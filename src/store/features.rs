//! `features_latest`: one snapshot row per pool.
//!
//! The upsert only touches the columns the feature worker owns; candidate
//! columns fed by external enrichment survive the update. The detector reads
//! rows dynamically (column name -> JSON value) because its rule resolves
//! feature names against whatever the live schema provides.

use rusqlite::types::ValueRef;
use rusqlite::{params, Connection};
use serde_json::{Map, Number, Value};

#[derive(Debug, Clone)]
pub struct FeatureUpdate {
    pub pool: String,
    pub ts: i64,
    pub atr_pct_15m: Option<f64>,
    pub atr_pct_24h: Option<f64>,
    pub vc_ratio: Option<f64>,
    pub cvd_slope_5m: Option<f64>,
    pub obs: i64,
}

pub fn upsert(conn: &Connection, update: &FeatureUpdate) -> Result<(), rusqlite::Error> {
    conn.execute(
        "INSERT INTO features_latest (pool, ts, atr_pct_15m, atr_pct_24h, vc_ratio, cvd_slope_5m, obs)
         VALUES (?1, ?2, ?3, ?4, ?5, ?6, ?7)
         ON CONFLICT(pool) DO UPDATE SET
             ts = excluded.ts,
             atr_pct_15m = excluded.atr_pct_15m,
             atr_pct_24h = excluded.atr_pct_24h,
             vc_ratio = excluded.vc_ratio,
             cvd_slope_5m = excluded.cvd_slope_5m,
             obs = excluded.obs",
        params![
            update.pool,
            update.ts,
            update.atr_pct_15m,
            update.atr_pct_24h,
            update.vc_ratio,
            update.cvd_slope_5m,
            update.obs,
        ],
    )?;
    Ok(())
}

/// Read the newest feature rows as dynamic column maps.
pub fn latest_rows(
    conn: &Connection,
    limit: usize,
) -> Result<Vec<Map<String, Value>>, rusqlite::Error> {
    let mut stmt =
        conn.prepare("SELECT * FROM features_latest ORDER BY ts DESC LIMIT ?1")?;
    let columns: Vec<String> = stmt.column_names().iter().map(|c| c.to_string()).collect();

    let mut out = Vec::new();
    let mut rows = stmt.query(params![limit as i64])?;
    while let Some(row) = rows.next()? {
        let mut map = Map::new();
        for (idx, name) in columns.iter().enumerate() {
            map.insert(name.clone(), value_ref_to_json(row.get_ref(idx)?));
        }
        out.push(map);
    }
    Ok(out)
}

fn value_ref_to_json(value: ValueRef<'_>) -> Value {
    match value {
        ValueRef::Null => Value::Null,
        ValueRef::Integer(i) => Value::Number(i.into()),
        ValueRef::Real(f) => Number::from_f64(f).map(Value::Number).unwrap_or(Value::Null),
        ValueRef::Text(t) => Value::String(String::from_utf8_lossy(t).into_owned()),
        ValueRef::Blob(_) => Value::Null,
    }
}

**DIRECTIONS FOR THIS TASK**
An exact reproduction of all the entries above is required.

**REPLY TO THE EXERCISE**
filename src/store/features.rs
//! `features_latest`: one snapshot row per pool.
//!
//! The upsert only touches the columns the feature worker owns; candidate
//! columns fed by external enrichment survive the update. The detector reads
//! rows dynamically (column name -> JSON value) because its rule resolves
//! feature names against whatever the live schema provides.

use rusqlite::types::ValueRef;
use rusqlite::{params, Connection};
use serde_json::{Map, Number, Value};

#[derive(Debug, Clone)]
pub struct FeatureUpdate {
    pub pool: String,
    pub ts: i64,
    pub atr_pct_15m: Option<f64>,
    pub atr_pct_24h: Option<f64>,
    pub vc_ratio: Option<f64>,
    pub cvd_slope_5m: Option<f64>,
    pub obs: i64,
}

pub fn upsert(conn: &Connection, update: &FeatureUpdate) -> Result<(), rusqlite::Error> {
    conn.execute(
        "INSERT INTO features_latest (pool, ts, atr_pct_15m, atr_pct_24h, vc_ratio, cvd_slope_5m, obs)
         VALUES (?1, ?2, ?3, ?4, ?5, ?6, ?7)
         ON CONFLICT(pool) DO UPDATE SET
             ts = excluded.ts,
             atr_pct_15m = excluded.atr_pct_15m,
             atr_pct_24h = excluded.atr_pct_24h,
             vc_ratio = excluded.vc_ratio,
             cvd_slope_5m = excluded.cvd_slope_5m,
             obs = excluded.obs",
        params![
            update.pool,
            update.ts,
            update.atr_pct_15m,
            update.atr_pct_24h,
            update.vc_ratio,
            update.cvd_slope_5m,
            update.obs,
        ],
    )?;
    Ok(())
}

/// Read the newest feature rows as dynamic column maps.
pub fn latest_rows(
    conn: &Connection,
    limit: usize,
) -> Result<Vec<Map<String, Value>>, rusqlite::Error> {
    let mut stmt =
        conn.prepare("SELECT * FROM features_latest ORDER BY ts DESC LIMIT ?1")?;
    let columns: Vec<String> = stmt.column_names().iter().map(|c| c.to_string()).collect();

    let mut out = Vec::new();
    let mut rows = stmt.query(params![limit as i64])?;
    while let Some(row) = rows.next()? {
        let mut map = Map::new();
        for (idx, name) in columns.iter().enumerate() {
            map.insert(name.clone(), value_ref_to_json(row.get_ref(idx)?));
        }
        out.push(map);
    }
    Ok(out)
}

fn value_ref_to_json(value: ValueRef<'_>) -> Value {
    match value {
        ValueRef::Null => Value::Null,
        ValueRef::Integer(i) => Value::Number(i.into()),
        ValueRef::Real(f) => Number::from_f64(f).map(Value::Number).unwrap_or(Value::Null),
        ValueRef::Text(t) => Value::String(String::from_utf8_lossy(t).into_owned()),
        ValueRef::Blob(_) => Value::Null,
    }
}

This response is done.